What the task asks
Report each line of the data below in which "crate" appears.

★ ★ ★

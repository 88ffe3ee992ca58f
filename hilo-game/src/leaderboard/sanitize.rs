//! Input checks applied before anything is written to the shared list.
use crate::constants::STRIPPED_NAME_CHARS;
use crate::numbers::score_in_range;

/// Trim, cut to `max_len` characters, then drop angle brackets.
///
/// The steps run in that order, so a name made only of brackets comes back empty.
#[must_use]
pub fn sanitize_player_name(name: &str, max_len: usize) -> String {
    name.trim()
        .chars()
        .take(max_len)
        .filter(|ch| !STRIPPED_NAME_CHARS.contains(ch))
        .collect()
}

/// Accept only integer scores in `0..=max_score`.
#[must_use]
pub fn validate_score(score: i64, max_score: u32) -> Option<u32> {
    score_in_range(score, max_score)
}

#[cfg(test)]
mod tests {
    use super::*;

    #[test]
    fn trims_and_truncates_by_characters() {
        assert_eq!(sanitize_player_name("  ada  ", 20), "ada");
        assert_eq!(
            sanitize_player_name("abcdefghijklmnopqrstuvwxyz", 20),
            "abcdefghijklmnopqrst"
        );
        assert_eq!(sanitize_player_name("ééééé", 3), "ééé");
    }

    #[test]
    fn strips_angle_brackets_after_truncation() {
        assert_eq!(sanitize_player_name("<b>bold</b>", 20), "bbold/b");
        assert_eq!(sanitize_player_name("<<<>>>", 20), "");
        assert_eq!(sanitize_player_name("<script>alert(1)</script>", 20), "scriptalert(1)/sc");
    }

    #[test]
    fn whitespace_only_names_become_empty() {
        assert_eq!(sanitize_player_name(" \t\n ", 20), "");
    }

    #[test]
    fn scores_must_fit_the_catalog() {
        assert_eq!(validate_score(-1, 16), None);
        assert_eq!(validate_score(17, 16), None);
        assert_eq!(validate_score(16, 16), Some(16));
        assert_eq!(validate_score(0, 16), Some(0));
    }
}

★ ★ ★

Solved problem
use crate::constants::STRIPPED_NAME_CHARS;
use crate::numbers::score_in_range;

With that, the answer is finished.